Top of RECORDS SHOWN

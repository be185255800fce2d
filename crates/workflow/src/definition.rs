//! Workflow definitions: the step graph an execution walks.
//!
//! Definitions are authored and validated upstream (acyclicity, required
//! fields). The engine only consumes them; once an execution references a
//! `(id, version)` pair that pair must never change.

use std::collections::BTreeSet;

use serde::{Deserialize, Serialize};
use thiserror::Error;

use crate::retry::RetryPolicy;

/// Identifier of a workflow definition (stable across versions).
#[derive(Debug, Clone, PartialEq, Eq, PartialOrd, Ord, Hash, Serialize, Deserialize)]
#[serde(transparent)]
pub struct DefinitionId(String);

/// Identifier of a step inside a definition.
#[derive(Debug, Clone, PartialEq, Eq, PartialOrd, Ord, Hash, Serialize, Deserialize)]
#[serde(transparent)]
pub struct StepId(String);

macro_rules! impl_name {
    ($t:ty) => {
        impl $t {
            pub fn new(value: impl Into<String>) -> Self {
                Self(value.into())
            }

            pub fn as_str(&self) -> &str {
                &self.0
            }
        }

        impl core::fmt::Display for $t {
            fn fmt(&self, f: &mut core::fmt::Formatter<'_>) -> core::fmt::Result {
                f.write_str(&self.0)
            }
        }

        impl From<&str> for $t {
            fn from(value: &str) -> Self {
                Self(value.to_string())
            }
        }
    };
}

impl_name!(DefinitionId);
impl_name!(StepId);

/// What happens after a step succeeds.
#[derive(Debug, Clone, PartialEq, Eq, Serialize, Deserialize, Default)]
#[serde(tag = "kind", rename_all = "snake_case")]
pub enum Transition {
    /// The workflow completes.
    #[default]
    End,
    /// Continue with a single step.
    Step { step: StepId },
    /// Run every branch concurrently, then continue with `join` (or complete).
    ///
    /// Each branch is a single step; its own `next` is not followed.
    Parallel {
        branches: Vec<StepId>,
        #[serde(default)]
        join: Option<StepId>,
    },
}

/// Declared reversing action for a step.
#[derive(Debug, Clone, PartialEq, Serialize, Deserialize)]
pub struct CompensationSpec {
    /// Handler type resolved in the handler registry.
    pub step_type: String,
    #[serde(default)]
    pub retry: RetryPolicy,
}

/// One node of the step graph.
#[derive(Debug, Clone, PartialEq, Serialize, Deserialize)]
pub struct StepDefinition {
    pub id: StepId,
    /// Handler type resolved in the handler registry.
    pub step_type: String,
    #[serde(default)]
    pub next: Transition,
    #[serde(default)]
    pub retry: RetryPolicy,
    #[serde(default)]
    pub compensation: Option<CompensationSpec>,
}

impl StepDefinition {
    pub fn new(id: impl Into<String>, step_type: impl Into<String>) -> Self {
        Self {
            id: StepId::new(id),
            step_type: step_type.into(),
            next: Transition::End,
            retry: RetryPolicy::default(),
            compensation: None,
        }
    }

    pub fn then(mut self, next: impl Into<String>) -> Self {
        self.next = Transition::Step {
            step: StepId::new(next),
        };
        self
    }

    pub fn fan_out<I, S>(mut self, branches: I, join: Option<&str>) -> Self
    where
        I: IntoIterator<Item = S>,
        S: Into<String>,
    {
        self.next = Transition::Parallel {
            branches: branches.into_iter().map(StepId::new).collect(),
            join: join.map(StepId::from),
        };
        self
    }

    pub fn with_retry(mut self, retry: RetryPolicy) -> Self {
        self.retry = retry;
        self
    }

    pub fn compensated_by(mut self, step_type: impl Into<String>) -> Self {
        self.compensation = Some(CompensationSpec {
            step_type: step_type.into(),
            retry: RetryPolicy::default(),
        });
        self
    }

    pub fn compensated_with(mut self, spec: CompensationSpec) -> Self {
        self.compensation = Some(spec);
        self
    }
}

/// Definition lookup / consistency errors.
#[derive(Debug, Clone, PartialEq, Eq, Error)]
pub enum DefinitionError {
    #[error("definition not found: {id} v{version}")]
    NotFound { id: DefinitionId, version: u32 },
    #[error("definition {0} has no steps")]
    Empty(DefinitionId),
    #[error("step {step} referenced by {referenced_by} does not exist")]
    UnknownStep { step: StepId, referenced_by: String },
    #[error("duplicate step id: {0}")]
    DuplicateStep(StepId),
    #[error("no handler registered for step type '{0}'")]
    UnknownStepType(String),
    #[error("definition {id} v{version} is already registered with different content")]
    AlreadyRegistered { id: DefinitionId, version: u32 },
    #[error("definition source unavailable: {0}")]
    Unavailable(String),
}

/// An immutable, versioned workflow graph.
#[derive(Debug, Clone, PartialEq, Serialize, Deserialize)]
pub struct WorkflowDefinition {
    pub id: DefinitionId,
    pub version: u32,
    pub entry: StepId,
    pub steps: Vec<StepDefinition>,
}

impl WorkflowDefinition {
    pub fn new(id: impl Into<String>, version: u32, entry: impl Into<String>) -> Self {
        Self {
            id: DefinitionId::new(id),
            version,
            entry: StepId::new(entry),
            steps: Vec::new(),
        }
    }

    pub fn with_step(mut self, step: StepDefinition) -> Self {
        self.steps.push(step);
        self
    }

    pub fn step(&self, id: &StepId) -> Option<&StepDefinition> {
        self.steps.iter().find(|s| &s.id == id)
    }

    pub fn entry_step(&self) -> Option<&StepDefinition> {
        self.step(&self.entry)
    }

    pub fn has_compensation(&self, id: &StepId) -> bool {
        self.step(id).is_some_and(|s| s.compensation.is_some())
    }

    /// Every handler type the definition needs (forward and compensation).
    pub fn step_types(&self) -> BTreeSet<&str> {
        let mut types = BTreeSet::new();
        for step in &self.steps {
            types.insert(step.step_type.as_str());
            if let Some(c) = &step.compensation {
                types.insert(c.step_type.as_str());
            }
        }
        types
    }

    /// Check that every referenced step exists and ids are unique.
    ///
    /// Full validation happens upstream; this is the subset the engine relies
    /// on to never dereference a missing step mid-execution.
    pub fn check_references(&self) -> Result<(), DefinitionError> {
        if self.steps.is_empty() {
            return Err(DefinitionError::Empty(self.id.clone()));
        }

        let mut seen = BTreeSet::new();
        for step in &self.steps {
            if !seen.insert(&step.id) {
                return Err(DefinitionError::DuplicateStep(step.id.clone()));
            }
        }

        let missing = |step: &StepId, referenced_by: &str| {
            if seen.contains(step) {
                Ok(())
            } else {
                Err(DefinitionError::UnknownStep {
                    step: step.clone(),
                    referenced_by: referenced_by.to_string(),
                })
            }
        };

        missing(&self.entry, "entry")?;
        for step in &self.steps {
            match &step.next {
                Transition::End => {}
                Transition::Step { step: next } => missing(next, step.id.as_str())?,
                Transition::Parallel { branches, join } => {
                    for b in branches {
                        missing(b, step.id.as_str())?;
                    }
                    if let Some(j) = join {
                        missing(j, step.id.as_str())?;
                    }
                }
            }
        }
        Ok(())
    }
}

/// Source of workflow definitions (`get_definition(id, version)`).
pub trait DefinitionSource: Send + Sync {
    fn get_definition(
        &self,
        id: &DefinitionId,
        version: u32,
    ) -> Result<WorkflowDefinition, DefinitionError>;
}

impl<S> DefinitionSource for std::sync::Arc<S>
where
    S: DefinitionSource + ?Sized,
{
    fn get_definition(
        &self,
        id: &DefinitionId,
        version: u32,
    ) -> Result<WorkflowDefinition, DefinitionError> {
        (**self).get_definition(id, version)
    }
}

Bottom of RECORDS SHOWN

WHAT THE TASK REQUIRES: Nothing in the records may be dropped; reproduce them exactly.

WRITTEN ANSWER:
repository be185255800fce2d
filename crates/workflow/src/definition.rs
//! Workflow definitions: the step graph an execution walks.
//!
//! Definitions are authored and validated upstream (acyclicity, required
//! fields). The engine only consumes them; once an execution references a
//! `(id, version)` pair that pair must never change.

use std::collections::BTreeSet;

use serde::{Deserialize, Serialize};
use thiserror::Error;

use crate::retry::RetryPolicy;

/// Identifier of a workflow definition (stable across versions).
#[derive(Debug, Clone, PartialEq, Eq, PartialOrd, Ord, Hash, Serialize, Deserialize)]
#[serde(transparent)]
pub struct DefinitionId(String);

/// Identifier of a step inside a definition.
#[derive(Debug, Clone, PartialEq, Eq, PartialOrd, Ord, Hash, Serialize, Deserialize)]
#[serde(transparent)]
pub struct StepId(String);

macro_rules! impl_name {
    ($t:ty) => {
        impl $t {
            pub fn new(value: impl Into<String>) -> Self {
                Self(value.into())
            }

            pub fn as_str(&self) -> &str {
                &self.0
            }
        }

        impl core::fmt::Display for $t {
            fn fmt(&self, f: &mut core::fmt::Formatter<'_>) -> core::fmt::Result {
                f.write_str(&self.0)
            }
        }

        impl From<&str> for $t {
            fn from(value: &str) -> Self {
                Self(value.to_string())
            }
        }
    };
}

impl_name!(DefinitionId);
impl_name!(StepId);

/// What happens after a step succeeds.
#[derive(Debug, Clone, PartialEq, Eq, Serialize, Deserialize, Default)]
#[serde(tag = "kind", rename_all = "snake_case")]
pub enum Transition {
    /// The workflow completes.
    #[default]
    End,
    /// Continue with a single step.
    Step { step: StepId },
    /// Run every branch concurrently, then continue with `join` (or complete).
    ///
    /// Each branch is a single step; its own `next` is not followed.
    Parallel {
        branches: Vec<StepId>,
        #[serde(default)]
        join: Option<StepId>,
    },
}

/// Declared reversing action for a step.
#[derive(Debug, Clone, PartialEq, Serialize, Deserialize)]
pub struct CompensationSpec {
    /// Handler type resolved in the handler registry.
    pub step_type: String,
    #[serde(default)]
    pub retry: RetryPolicy,
}

/// One node of the step graph.
#[derive(Debug, Clone, PartialEq, Serialize, Deserialize)]
pub struct StepDefinition {
    pub id: StepId,
    /// Handler type resolved in the handler registry.
    pub step_type: String,
    #[serde(default)]
    pub next: Transition,
    #[serde(default)]
    pub retry: RetryPolicy,
    #[serde(default)]
    pub compensation: Option<CompensationSpec>,
}

impl StepDefinition {
    pub fn new(id: impl Into<String>, step_type: impl Into<String>) -> Self {
        Self {
            id: StepId::new(id),
            step_type: step_type.into(),
            next: Transition::End,
            retry: RetryPolicy::default(),
            compensation: None,
        }
    }

    pub fn then(mut self, next: impl Into<String>) -> Self {
        self.next = Transition::Step {
            step: StepId::new(next),
        };
        self
    }

    pub fn fan_out<I, S>(mut self, branches: I, join: Option<&str>) -> Self
    where
        I: IntoIterator<Item = S>,
        S: Into<String>,
    {
        self.next = Transition::Parallel {
            branches: branches.into_iter().map(StepId::new).collect(),
            join: join.map(StepId::from),
        };
        self
    }

    pub fn with_retry(mut self, retry: RetryPolicy) -> Self {
        self.retry = retry;
        self
    }

    pub fn compensated_by(mut self, step_type: impl Into<String>) -> Self {
        self.compensation = Some(CompensationSpec {
            step_type: step_type.into(),
            retry: RetryPolicy::default(),
        });
        self
    }

    pub fn compensated_with(mut self, spec: CompensationSpec) -> Self {
        self.compensation = Some(spec);
        self
    }
}

/// Definition lookup / consistency errors.
#[derive(Debug, Clone, PartialEq, Eq, Error)]
pub enum DefinitionError {
    #[error("definition not found: {id} v{version}")]
    NotFound { id: DefinitionId, version: u32 },
    #[error("definition {0} has no steps")]
    Empty(DefinitionId),
    #[error("step {step} referenced by {referenced_by} does not exist")]
    UnknownStep { step: StepId, referenced_by: String },
    #[error("duplicate step id: {0}")]
    DuplicateStep(StepId),
    #[error("no handler registered for step type '{0}'")]
    UnknownStepType(String),
    #[error("definition {id} v{version} is already registered with different content")]
    AlreadyRegistered { id: DefinitionId, version: u32 },
    #[error("definition source unavailable: {0}")]
    Unavailable(String),
}

/// An immutable, versioned workflow graph.
#[derive(Debug, Clone, PartialEq, Serialize, Deserialize)]
pub struct WorkflowDefinition {
    pub id: DefinitionId,
    pub version: u32,
    pub entry: StepId,
    pub steps: Vec<StepDefinition>,
}

impl WorkflowDefinition {
    pub fn new(id: impl Into<String>, version: u32, entry: impl Into<String>) -> Self {
        Self {
            id: DefinitionId::new(id),
            version,
            entry: StepId::new(entry),
            steps: Vec::new(),
        }
    }

    pub fn with_step(mut self, step: StepDefinition) -> Self {
        self.steps.push(step);
        self
    }

    pub fn step(&self, id: &StepId) -> Option<&StepDefinition> {
        self.steps.iter().find(|s| &s.id == id)
    }

    pub fn entry_step(&self) -> Option<&StepDefinition> {
        self.step(&self.entry)
    }

    pub fn has_compensation(&self, id: &StepId) -> bool {
        self.step(id).is_some_and(|s| s.compensation.is_some())
    }

    /// Every handler type the definition needs (forward and compensation).
    pub fn step_types(&self) -> BTreeSet<&str> {
        let mut types = BTreeSet::new();
        for step in &self.steps {
            types.insert(step.step_type.as_str());
            if let Some(c) = &step.compensation {
                types.insert(c.step_type.as_str());
            }
        }
        types
    }

    /// Check that every referenced step exists and ids are unique.
    ///
    /// Full validation happens upstream; this is the subset the engine relies
    /// on to never dereference a missing step mid-execution.
    pub fn check_references(&self) -> Result<(), DefinitionError> {
        if self.steps.is_empty() {
            return Err(DefinitionError::Empty(self.id.clone()));
        }

        let mut seen = BTreeSet::new();
        for step in &self.steps {
            if !seen.insert(&step.id) {
                return Err(DefinitionError::DuplicateStep(step.id.clone()));
            }
        }

        let missing = |step: &StepId, referenced_by: &str| {
            if seen.contains(step) {
                Ok(())
            } else {
                Err(DefinitionError::UnknownStep {
                    step: step.clone(),
                    referenced_by: referenced_by.to_string(),
                })
            }
        };

        missing(&self.entry, "entry")?;
        for step in &self.steps {
            match &step.next {
                Transition::End => {}
                Transition::Step { step: next } => missing(next, step.id.as_str())?,
                Transition::Parallel { branches, join } => {
                    for b in branches {
                        missing(b, step.id.as_str())?;
                    }
                    if let Some(j) = join {
                        missing(j, step.id.as_str())?;
                    }
                }
            }
        }
        Ok(())
    }
}

/// Source of workflow definitions (`get_definition(id, version)`).
pub trait DefinitionSource: Send + Sync {
    fn get_definition(
        &self,
        id: &DefinitionId,
        version: u32,
    ) -> Result<WorkflowDefinition, DefinitionError>;
}

impl<S> DefinitionSource for std::sync::Arc<S>
where
    S: DefinitionSource + ?Sized,
{
    fn get_definition(
        &self,
        id: &DefinitionId,
        version: u32,
    ) -> Result<WorkflowDefinition, DefinitionError> {
        (**self).get_definition(id, version)
    }
}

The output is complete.